Each line of the records that holds "ToSchema" should be shown in full.
== DATA SUPPLIED ==
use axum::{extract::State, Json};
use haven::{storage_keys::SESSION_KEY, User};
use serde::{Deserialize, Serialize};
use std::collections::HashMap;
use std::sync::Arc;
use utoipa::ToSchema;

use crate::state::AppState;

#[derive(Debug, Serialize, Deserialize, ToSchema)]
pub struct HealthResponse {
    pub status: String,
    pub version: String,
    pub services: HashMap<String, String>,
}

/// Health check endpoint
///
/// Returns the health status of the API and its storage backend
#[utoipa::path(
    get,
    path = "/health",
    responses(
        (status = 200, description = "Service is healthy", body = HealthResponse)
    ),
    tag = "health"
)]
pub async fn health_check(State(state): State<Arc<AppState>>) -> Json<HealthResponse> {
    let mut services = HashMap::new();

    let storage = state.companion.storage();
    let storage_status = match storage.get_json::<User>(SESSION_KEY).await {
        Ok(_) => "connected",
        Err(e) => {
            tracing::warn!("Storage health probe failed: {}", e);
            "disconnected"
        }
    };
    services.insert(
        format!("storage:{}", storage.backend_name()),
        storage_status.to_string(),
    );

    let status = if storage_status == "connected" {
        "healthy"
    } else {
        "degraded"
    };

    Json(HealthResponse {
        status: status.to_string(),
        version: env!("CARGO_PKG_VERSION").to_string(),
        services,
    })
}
===
**COMPLETED EXERCISE:**
use utoipa::ToSchema;
#[derive(Debug, Serialize, Deserialize, ToSchema)]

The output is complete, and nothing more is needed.